You are using read(filedesc, message, 256) but read(2) does not add any NUL byte at end of message unless that byte was in the file; so using strlen(message) is undefined behavior (UB) and you should be scared.

it works perfectly

Wrong. Sometimes UB appears to work by accident (and not "perfectly") when you are out of luck. That is why it is undefined. This might be the case under MacOSX. But even if your program appears (wrongly, and by bad luck) to work, it stays very buggy.

UB is undefined, so there is no explanation on the behavior differences without diving into gory implementation details. If you really care about these (but you really should not), study the source of your compiler, your kernel code (and what happens after execve(2), in particular in crt0), the generated assembler code (with gcc -S -fverbose-asm -O) to understand what kind of garbage data is inside message.
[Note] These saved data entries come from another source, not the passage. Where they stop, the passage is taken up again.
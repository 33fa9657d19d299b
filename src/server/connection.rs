//! Connection tasks spawned by the accept loop.

use std::{any::Any, fmt, net::SocketAddr};

use futures::FutureExt;
use log::{error, info};
use tokio::net::TcpStream;
use tokio_util::{sync::CancellationToken, task::TaskTracker};

use super::ConnectionContext;
use crate::connection::Connection;

/// Formats a panic payload, preferring its message when it has one.
struct PanicMessage(Box<dyn Any + Send>);

impl fmt::Display for PanicMessage {
    fn fmt(&self, f: &mut fmt::Formatter<'_>) -> fmt::Result {
        if let Some(s) = self.0.downcast_ref::<String>() {
            f.write_str(s)
        } else if let Some(s) = self.0.downcast_ref::<&'static str>() {
            f.write_str(s)
        } else {
            write!(f, "{:?}", self.0)
        }
    }
}

/// Spawn a task to run a single TCP connection, logging and discarding any
/// panics.
pub(super) fn spawn_connection_task(
    stream: TcpStream,
    peer_addr: Option<SocketAddr>,
    context: ConnectionContext,
    shutdown: CancellationToken,
    tracker: &TaskTracker,
) {
    if let Err(e) = stream.set_nodelay(true) {
        info!("failed to disable Nagle: error={e}, peer_addr={peer_addr:?}");
    }
    let connection = Connection::new(stream, context.broker, context.config)
        .with_authenticator(context.authenticator)
        .with_shutdown(shutdown);
    let connection_id = connection.id();
    tracker.spawn(async move {
        let fut = std::panic::AssertUnwindSafe(connection.run()).catch_unwind();
        match fut.await {
            Ok(Ok(())) => {}
            Ok(Err(e)) => {
                info!("connection ended with error: {connection_id}, error={e}, peer_addr={peer_addr:?}");
            }
            Err(panic) => {
                crate::metrics::inc_connection_panics();
                let panic_msg = PanicMessage(panic);
                // Emit via both `log` and `tracing` for tests that capture either.
                error!("connection task panicked: panic={panic_msg}, peer_addr={peer_addr:?}");
                tracing::error!(panic = %panic_msg, ?peer_addr, "connection task panicked");
            }
        }
    });
}
//! Logging configuration and setup.
//!
//! Libraries in this workspace only emit `tracing` events; hosts call
//! [`init_logging`] or [`try_init_logging`] once at startup.

use tracing::Level;
use tracing_subscriber::{
    fmt::{self, format::FmtSpan},
    layer::SubscriberExt,
    util::SubscriberInitExt,
    EnvFilter,
};

use crate::SwKitError;

/// Default directive used when neither a custom filter nor `RUST_LOG` is set.
const WORKER_TARGETS: &[&str] = &["swkit_worker", "swkit_net", "swkit_common", "swkit"];

/// Log output format.
#[derive(Debug, Clone, Copy, Default, PartialEq, Eq)]
pub enum LogFormat {
    /// Human-readable format.
    #[default]
    Pretty,
    /// Compact single-line format.
    Compact,
    /// JSON format for structured logging.
    Json,
}

/// Logging configuration.
#[derive(Debug, Clone)]
pub struct LogConfig {
    /// Log level for the worker crates.
    pub level: Level,
    /// Output format.
    pub format: LogFormat,
    /// Include source file location.
    pub include_location: bool,
    /// Include thread names.
    pub include_thread_names: bool,
    /// Include span events (enter, exit).
    pub include_span_events: bool,
    /// Custom filter string (e.g., "swkit_worker=debug,reqwest=warn").
    pub filter: Option<String>,
}

impl Default for LogConfig {
    fn default() -> Self {
        Self {
            level: Level::INFO,
            format: LogFormat::Pretty,
            include_location: false,
            include_thread_names: false,
            include_span_events: false,
            filter: None,
        }
    }
}

impl LogConfig {
    /// Create a debug configuration.
    pub fn debug() -> Self {
        Self {
            level: Level::DEBUG,
            include_location: true,
            include_span_events: true,
            ..Default::default()
        }
    }

    /// Create a trace configuration.
    pub fn trace() -> Self {
        Self {
            level: Level::TRACE,
            include_location: true,
            include_thread_names: true,
            include_span_events: true,
            ..Default::default()
        }
    }

    /// Create a production configuration.
    pub fn production() -> Self {
        Self {
            level: Level::INFO,
            format: LogFormat::Json,
            ..Default::default()
        }
    }

    /// Set a custom filter.
    pub fn with_filter(mut self, filter: impl Into<String>) -> Self {
        self.filter = Some(filter.into());
        self
    }

    /// Set the output format.
    pub fn with_format(mut self, format: LogFormat) -> Self {
        self.format = format;
        self
    }

    /// Filter directives derived from the level: worker crates at `level`,
    /// everything else (reqwest, hyper, ...) at `warn`.
    pub fn default_directives(&self) -> String {
        let level = self.level.to_string().to_lowercase();
        let mut directives = vec!["warn".to_string()];
        directives.extend(WORKER_TARGETS.iter().map(|t| format!("{}={}", t, level)));
        directives.join(",")
    }

    fn env_filter(&self) -> EnvFilter {
        let fallback = || EnvFilter::new(self.default_directives());
        match self.filter {
            Some(ref custom) => EnvFilter::try_new(custom).unwrap_or_else(|_| fallback()),
            None => EnvFilter::try_from_default_env().unwrap_or_else(|_| fallback()),
        }
    }
}

/// Install the global subscriber, reporting a second installation as an error.
pub fn try_init_logging(config: LogConfig) -> crate::Result<()> {
    let filter = config.env_filter();

    let span_events = if config.include_span_events {
        FmtSpan::ENTER | FmtSpan::CLOSE
    } else {
        FmtSpan::NONE
    };

    let installed = match config.format {
        LogFormat::Pretty => {
            let fmt_layer = fmt::layer()
                .with_target(true)
                .with_file(config.include_location)
                .with_line_number(config.include_location)
                .with_thread_names(config.include_thread_names)
                .with_span_events(span_events);

            tracing_subscriber::registry()
                .with(filter)
                .with(fmt_layer)
                .try_init()
        }
        LogFormat::Compact => {
            let fmt_layer = fmt::layer()
                .compact()
                .with_target(true)
                .with_span_events(span_events);

            tracing_subscriber::registry()
                .with(filter)
                .with(fmt_layer)
                .try_init()
        }
        LogFormat::Json => {
            let fmt_layer = fmt::layer().json().with_span_events(span_events);

            tracing_subscriber::registry()
                .with(filter)
                .with(fmt_layer)
                .try_init()
        }
    };

    installed.map_err(|e| SwKitError::config(format!("logging already initialized: {}", e)))
}

/// Initialize logging with the given configuration.
///
/// # Panics
///
/// Panics if a global subscriber is already installed.
pub fn init_logging(config: LogConfig) {
    if let Err(e) = try_init_logging(config) {
        panic!("{}", e);
    }
}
You could spend years to understand all the gory details.

You should replace (notice that your == is very wrong)

     while(bytesRead == read(filedesc, message, 256) > 0){ //BAD

with at least (using the comma operator and an assignment expression) something which clears message and keeps the read byte count:

    while ((memset(message, 0, sizeof(message)),
           (byteread = read(filedesc, message, sizeof(message)-1) > 0) {

Since the last byte of message is never read, it keeps its 0 value (and byteread is always less than 256, the sizeof(message) ...).

There are other bugs in your program. Stay scared (and see this for inspiration).

Try to use the debugger. With cross-compilation, it is possible to use the gdb debugger for remote debugging. Pass -g -Wall to your cross-compiler, if it is some GCC. Perhaps use valgrind on your Raspberry Pi.

Maybe use also some static program analyzer like clang-analyzer or Frama-C. Caveat, they could require additional skills and annotations (e.g. in ACSL for Frama-C) to be useful and can give lots of false alarms (remember that the Halting Problem is undecidable, so don't expect too much from static program analyzers and compilers).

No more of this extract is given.